I completely deactivated the page-file now once again, but this probably isn't the issue.

  Secret-Squirrel 15:57 11 May 2018

Sad to report that I came back home to another bluescreen............

Sorry to hear that :(

I'd like you to try again but this time confirm that the pagefile has actually been deleted:

Go into Control Panel -> Folder Options -> "View" tab and set it to "Show hidden files and folders..........." then untick "Hide protected operating system files". Go to where the pagefile resides - it's usually the root of C: and the file is called pagefile.sys. Once you've located it, go through the same steps like before, but on restarting check that location to see whether pagefile.sys has been deleted. If it hasn't then delete it manually.
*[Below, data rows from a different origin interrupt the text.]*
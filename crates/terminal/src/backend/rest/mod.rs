//! HTTP client for a PostgREST + GoTrue backend (the Supabase API shape).
//!
//! Uses `reqwest` with a per-request timeout. Every request carries the
//! public API key in `apikey` and a bearer token: the session's access token
//! when signed in, otherwise the API key itself.
//!
//! The client owns the session the way the hosted SDK does: sign-in, sign-up,
//! refresh and sign-out replace it, persist it (when a session file is
//! configured) and broadcast an [`AuthEvent`] to subscribers.

mod auth;
mod store;

use std::path::PathBuf;
use std::sync::{Arc, PoisonError, RwLock};

use reqwest::{Method, RequestBuilder, Response, StatusCode};
use secrecy::ExposeSecret;
use serde::de::DeserializeOwned;
use tokio::sync::broadcast;
use tracing::{debug, warn};
use url::Url;

use countertop_core::{AuthEvent, Session};

use crate::backend::BackendError;
use crate::config::BackendConfig;

/// Capacity of the session-change channel. Subscribers only care about the
/// newest event, so a small buffer is plenty.
const AUTH_EVENT_CAPACITY: usize = 16;

/// Longest slice of an error body copied into logs and messages.
const MAX_ERROR_BODY_CHARS: usize = 200;

/// Client for the hosted backend's REST and auth APIs.
///
/// Cheaply cloneable; clones share the session and event channel.
#[derive(Clone)]
pub struct RestBackend {
    inner: Arc<RestBackendInner>,
}

struct RestBackendInner {
    client: reqwest::Client,
    base_url: Url,
    anon_key: String,
    session: RwLock<Option<Session>>,
    events: broadcast::Sender<AuthEvent>,
    session_file: Option<PathBuf>,
}

impl std::fmt::Debug for RestBackend {
    fn fmt(&self, f: &mut std::fmt::Formatter<'_>) -> std::fmt::Result {
        f.debug_struct("RestBackend")
            .field("base_url", &self.inner.base_url.as_str())
            .field("anon_key", &"[REDACTED]")
            .field("session_file", &self.inner.session_file)
            .finish_non_exhaustive()
    }
}

impl RestBackend {
    /// Create a new backend client.
    ///
    /// # Errors
    ///
    /// Returns `BackendError::Http` if the HTTP client cannot be built.
    pub fn new(config: &BackendConfig) -> Result<Self, BackendError> {
        let client = reqwest::Client::builder()
            .timeout(config.request_timeout)
            .build()?;
        let (events, _) = broadcast::channel(AUTH_EVENT_CAPACITY);

        Ok(Self {
            inner: Arc::new(RestBackendInner {
                client,
                base_url: config.url.clone(),
                anon_key: config.anon_key.expose_secret().to_string(),
                session: RwLock::new(None),
                events,
                session_file: config.session_file.clone(),
            }),
        })
    }

    /// Resolve a path such as `rest/v1/products` against the base URL.
    fn endpoint(&self, path: &str) -> Result<Url, BackendError> {
        Ok(self.inner.base_url.join(path)?)
    }

    /// The session currently held by the client.
    fn session(&self) -> Option<Session> {
        self.inner
            .session
            .read()
            .unwrap_or_else(PoisonError::into_inner)
            .clone()
    }

    /// Start a request with the API key and the best available bearer token.
    fn request(&self, method: Method, url: Url) -> RequestBuilder {
        let token = self
            .session()
            .map_or_else(|| self.inner.anon_key.clone(), |s| s.access_token);
        self.request_with_token(method, url, &token)
    }

    fn request_with_token(&self, method: Method, url: Url, token: &str) -> RequestBuilder {
        self.inner
            .client
            .request(method, url)
            .header("apikey", &self.inner.anon_key)
            .bearer_auth(token)
    }

    /// Send a request and decode a JSON body.
    async fn send_json<T: DeserializeOwned>(request: RequestBuilder) -> Result<T, BackendError> {
        let response = check_status(request.send().await?).await?;
        let body = response.text().await?;
        serde_json::from_str(&body).map_err(|e| {
            warn!(
                error = %e,
                body = %truncate(&body, MAX_ERROR_BODY_CHARS),
                "Failed to parse backend response"
            );
            BackendError::Parse(e)
        })
    }

    /// Send a request whose body is ignored.
    async fn send_empty(request: RequestBuilder) -> Result<(), BackendError> {
        check_status(request.send().await?).await?;
        Ok(())
    }

    /// Replace the held session, persist it, and notify subscribers.
    async fn replace_session(&self, event: AuthEvent) {
        {
            let mut held = self
                .inner
                .session
                .write()
                .unwrap_or_else(PoisonError::into_inner);
            *held = event.session.clone();
        }

        if let Err(e) = self.persist_session(event.session.as_ref()).await {
            warn!(error = %e, "Failed to persist session");
        }

        debug!(kind = %event.kind, "Auth state changed");
        // No subscribers is fine: nobody is watching yet.
        self.inner.events.send(event).ok();
    }

    /// Write the session to the session file, or remove the file on sign-out.
    async fn persist_session(&self, session: Option<&Session>) -> Result<(), BackendError> {
        let Some(path) = &self.inner.session_file else {
            return Ok(());
        };

        match session {
            Some(session) => {
                let json = serde_json::to_vec_pretty(session)?;
                tokio::fs::write(path, json).await?;
            }
            None => match tokio::fs::remove_file(path).await {
                Ok(()) => {}
                Err(e) if e.kind() == std::io::ErrorKind::NotFound => {}
                Err(e) => return Err(e.into()),
            },
        }
        Ok(())
    }

    /// Read a session persisted by an earlier run.
    async fn load_persisted_session(&self) -> Result<Option<Session>, BackendError> {
        let Some(path) = &self.inner.session_file else {
            return Ok(None);
        };

        let bytes = match tokio::fs::read(path).await {
            Ok(bytes) => bytes,
            Err(e) if e.kind() == std::io::ErrorKind::NotFound => return Ok(None),
            Err(e) => return Err(e.into()),
        };
        Ok(Some(serde_json::from_slice(&bytes)?))
    }
}

/// Turn non-success responses into errors carrying the backend's message.
async fn check_status(response: Response) -> Result<Response, BackendError> {
    let status = response.status();
    if status.is_success() {
        return Ok(response);
    }

    let body = response.text().await.unwrap_or_default();
    warn!(
        status = %status,
        body = %truncate(&body, MAX_ERROR_BODY_CHARS),
        "Backend returned non-success status"
    );

    let message = error_message(&body).unwrap_or_else(|| {
        status
            .canonical_reason()
            .unwrap_or("request failed")
            .to_string()
    });

    if status == StatusCode::UNAUTHORIZED {
        return Err(BackendError::Unauthorized(message));
    }
    Err(BackendError::Api {
        status: status.as_u16(),
        message,
    })
}

/// Extract a human-readable message from a PostgREST or GoTrue error body.
fn error_message(body: &str) -> Option<String> {
    if let Ok(value) = serde_json::from_str::<serde_json::Value>(body) {
        for key in ["message", "msg", "error_description", "error"] {
            if let Some(message) = value.get(key).and_then(serde_json::Value::as_str)
                && !message.trim().is_empty()
            {
                return Some(message.to_string());
            }
        }
    }

    let trimmed = body.trim();
    (!trimmed.is_empty()).then(|| truncate(trimmed, MAX_ERROR_BODY_CHARS))
}

fn truncate(s: &str, max_chars: usize) -> String {
    s.chars().take(max_chars).collect()
}

#[cfg(test)]
mod tests {
    use super::*;

    #[test]
    fn test_error_message_from_postgrest_body() {
        let body = r#"{"code":"23505","details":null,"hint":null,"message":"duplicate key value violates unique constraint"}"#;
        assert_eq!(
            error_message(body).as_deref(),
            Some("duplicate key value violates unique constraint")
        );
    }

    #[test]
    fn test_error_message_from_gotrue_bodies() {
        let legacy = r#"{"error":"invalid_grant","error_description":"Invalid login credentials"}"#;
        assert_eq!(
            error_message(legacy).as_deref(),
            Some("Invalid login credentials")
        );

        let current = r#"{"code":400,"error_code":"invalid_credentials","msg":"Invalid login credentials"}"#;
        assert_eq!(
            error_message(current).as_deref(),
            Some("Invalid login credentials")
        );
    }

    #[test]
    fn test_error_message_falls_back_to_text() {
        assert_eq!(
            error_message("upstream timed out").as_deref(),
            Some("upstream timed out")
        );
        assert_eq!(error_message("   "), None);
    }

    #[test]
    fn test_truncate_respects_char_boundaries() {
        assert_eq!(truncate("héllo", 2), "hé");
    }
}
Another diagnostic test would be to run your PC for a while with no pagefile. However, it's only recommended for systems that have lots of RAM installed. If you have 6GB or more of RAM then you may want to consider it but don't run any memory-hungry apps because you'll end up with a different BSoD if the Windows runs out of memory.

Here are some other suggestions too:

1) I noticed that WiganKen advised you use Speccy (or similar program) to check your HDD's SMART status. Did you do that? If the status is not showing "Good" then you have a drive problem.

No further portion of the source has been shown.